The reader bears witness to the Capitol’s efforts to indoctrinate its students. In class, Dr. Gaul and Sejanus engage in a heated debate over the Games and the districts’ role in the Capitol’s government (“Capitol” is capitalized while “districts” are often in lowercase, signaling less importance). Sejanus makes the point that tributes are “just citizens of Panem, aren’t they? Same as us? […] It’s supposed to be everyone’s government, right?” (92). Dr. Gaul is unimpressed, calling him a “rebel sympathizer” for feeding the tributes (92). It becomes increasingly clear that the national anthem’s refrain of “reunification” is in the service of centralized power and control, not democracy. When Sejanus asks to be released from his service as a mentor, Dr. Gaul scoffs at him: She knows that “[c]ompassion is the key to the Games. Empathy, the thing we lack” (93). Sejanus is as much a target of the Games as the tributes themselves: His participation makes him complicit in the slaughter—as a pawn of the Capitol—while his compassion tortures his conscience. The Games are essentially a tool out of the terrorist’s playbook, controlling people’s beliefs and behaviors through fear, intimidation, and violence.
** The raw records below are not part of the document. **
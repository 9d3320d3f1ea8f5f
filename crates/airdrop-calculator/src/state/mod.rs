pub mod group;
pub mod model;
pub mod result;

pub use group::*;
pub use model::*;
pub use result::*;
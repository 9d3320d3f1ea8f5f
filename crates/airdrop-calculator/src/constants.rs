/**
 * Calculator Constants
 *
 * This module defines all the constant values used throughout the airdrop
 * calculator. These constants describe the reference deployment: the fixed
 * token supply, display conventions, and the share/export surface.
 */

/// ===== SUPPLY CONSTANTS =====

/// Fixed total token supply (1 billion units)
/// - Immutable for the lifetime of a run
/// - The airdrop pool is derived as a percentage of this value
pub const TOTAL_SUPPLY: f64 = 1_000_000_000.0;

/// Display symbol of the distributed token
pub const TOKEN_SYMBOL: &str = "$PROVE";

/// Display name of the project running the airdrop
pub const PROJECT_NAME: &str = "Succinct";

/// ===== ALLOCATION CONSTANTS =====

/// Upper bound of a full allocation, in percent
/// - Group shares summing strictly above this raise the over-allocation flag
/// - Advisory only: the flag never blocks or alters the arithmetic
pub const FULL_ALLOCATION_PERCENT: f64 = 100.0;

/// ===== SHARE / EXPORT CONSTANTS =====

/// Base URL of the share-intent compose flow
/// - The share text is appended as a percent-encoded `text` query parameter
pub const SHARE_INTENT_URL: &str = "https://twitter.com/intent/tweet";

/// Hashtag footer appended to every share text
pub const SHARE_HASHTAGS: &str = "#Succinct #Airdrop #PROVE";

/// Fixed width, in pixels, of the off-screen results card used for capture
/// - The capture always renders a fully laid-out copy at this width,
///   never the on-screen (possibly scrolled or cropped) copy
pub const CAPTURE_WIDTH: u32 = 600;

/// Pixel-density multiplier applied during capture
pub const CAPTURE_SCALE: u32 = 2;

/// Background color of the captured results card
pub const CAPTURE_BACKGROUND: &str = "#faf5ff";
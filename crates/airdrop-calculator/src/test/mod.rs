pub mod test_engine;
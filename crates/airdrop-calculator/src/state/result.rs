use serde::{Deserialize, Serialize};

/**
 * Derived calculation results
 *
 * These types are a pure function of the allocation model at the moment the
 * calculation is invoked. They never update reactively as the model changes
 * afterwards: each calculation replaces the previous outcome wholesale, and
 * nothing is persisted across sessions.
 */

/// Per-group slice of the airdrop pool
#[derive(Debug, Clone, PartialEq, Serialize, Deserialize)]
#[serde(rename_all = "camelCase")]
pub struct GroupResult {
    /// Display label of the group
    pub group_name: String,

    /// The group's share, in percent, as entered at calculation time
    pub percentage: f64,

    /// Absolute token amount allocated to the group
    pub total_tokens: f64,

    /// Fixed headcount of the group, if known
    #[serde(default, skip_serializing_if = "Option::is_none")]
    pub user_count: Option<u64>,

    /// Average tokens per user
    /// - Present only when the headcount is known and strictly positive;
    ///   absent otherwise (not zero, not null), signaling "not applicable"
    #[serde(default, skip_serializing_if = "Option::is_none")]
    pub average_per_user: Option<f64>,
}

/// Complete outcome of one calculation
#[derive(Debug, Clone, PartialEq, Serialize, Deserialize)]
#[serde(rename_all = "camelCase")]
pub struct CalculationOutcome {
    /// Overall airdrop percentage used for this calculation
    pub airdrop_percentage: f64,

    /// Tokens reserved for the airdrop pool
    /// - `(airdrop_percentage / 100) * total_supply`
    pub airdrop_tokens: f64,

    /// One entry per configured group, in configuration order
    pub results: Vec<GroupResult>,

    /// Sum of all group percentages at calculation time
    pub total_allocated_percentage: f64,

    /// True when the group percentages sum strictly above 100
    /// - Advisory only; the per-group amounts above are still computed
    ///   normally with no clamping
    pub over_allocated: bool,

    /// Sum of all per-group token amounts
    pub total_allocated_tokens: f64,

    /// Pool remainder: `airdrop_tokens - total_allocated_tokens`
    /// - Negative when over-allocated
    pub remaining_tokens: f64,
}
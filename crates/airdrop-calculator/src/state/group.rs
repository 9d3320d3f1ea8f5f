use serde::{Deserialize, Serialize};

/**
 * Recipient group configuration
 *
 * A group is a named recipient bucket with an optional fixed headcount and a
 * user-assigned share of the airdrop pool. The set of groups, their ids,
 * names, and headcounts are fixed configuration for the lifetime of a run;
 * only `percentage` changes, via user input.
 */
#[derive(Debug, Clone, PartialEq, Serialize, Deserialize)]
#[serde(rename_all = "camelCase")]
pub struct Group {
    /// Stable identifier, unique across the group set
    pub id: String,

    /// Display label
    pub name: String,

    /// Fixed headcount of the group
    /// - `None` means the headcount is unknown or not applicable
    ///   (e.g. a group sized by category rather than by user count)
    #[serde(default, skip_serializing_if = "Option::is_none")]
    pub user_count: Option<u64>,

    /// Share of the airdrop pool, in percent (0-100 by convention)
    /// - Mutable through user input, defaults to 0
    /// - Not constrained to sum to 100 across groups; an excess sum is
    ///   flagged, never blocked
    pub percentage: f64,
}

impl Group {
    /// Group with a known headcount
    pub fn with_user_count(id: &str, name: &str, user_count: u64) -> Self {
        Self {
            id: id.to_string(),
            name: name.to_string(),
            user_count: Some(user_count),
            percentage: 0.0,
        }
    }

    /// Group without a headcount (sized by category)
    pub fn without_user_count(id: &str, name: &str) -> Self {
        Self {
            id: id.to_string(),
            name: name.to_string(),
            user_count: None,
            percentage: 0.0,
        }
    }

    /// The reference deployment's group roster
    pub fn reference_roster() -> Vec<Group> {
        vec![
            Group::with_user_count("stage1", "Stage 1", 25_000),
            Group::with_user_count("stage2", "Stage 2", 3_700),
            Group::with_user_count("stage25", "Stage 2.5", 25_000),
            Group::with_user_count("provers", "Provers", 75),
            Group::with_user_count("discord", "Discord Roles", 500),
            Group::without_user_count("github", "GitHub/Developers"),
        ]
    }
}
This method of control is further reinforced via dehumanization: The tributes “perform” for food like monkeys in a cage, “hunger” being key to the Hunger Games and Capitol residents later feeding their favorite “pets” as sponsors (96-97); the parading of tributes is done so in restraints, forcing them to “crouch,” unwashed and nearly unrecognizable (129); and the tributes are not sent to doctors after the bombing, but veterinarians (146). This indoctrination works on both Capitol residents and the districts’ victims. It becomes easier for the former to invest in the Games as entertainment with their participants being “inhuman,” while the dehumanization of the latter only emphasizes the utter helplessness of their situation.
This ingrained cruelty makes Coriolanus and Lucy Gray’s relationship complicated: When Coriolanus tries to convince Lucy Gray that she “matters,” the sentiment is distorted by their unequal proximity to power—not to mention the purpose for which they met in the first place. Coriolanus’s humane treatment of Lucy Gray only goes so far as her “worth.” She brings him positive media attention and opportunities, even listening to him without judgement; she is an object onto which he writes his own script. Coriolanus demonstrates an understanding of performance and public display. Lucy Gray, too, is no stranger to the benefits of putting on a good show: Her defiant song at the reaping catches many people’s attention and her flirtations with Coriolanus can be read as an act, as when she teasingly asks him if he wants to marry her (86). Neither character is reliable in their motives, but they are intertwined through Lucy Gray saving Coriolanus’s life, and Coriolanus’s subsequent responsibility for hers.
The reader also learns that the catchphrase from the original trilogy—“May the odds be ever in your favor”—is Coriolanus’s idea. Coriolanus’s rise to presidency can be traced back to his relationship with the sinister Dr. Gaul. Her snakes make an appearance in this section, evoking Lucy Gray’s own from Chapter 2. Snakes are often indicative of transgression, as in that of the biblical Adam and Eve. This association frames both Dr. Gaul and Lucy Gray as potential temptresses. As far as the former goes, her snakes, along with her harsh lessons, already have a hold on Coriolanus’s shaky sense of morality.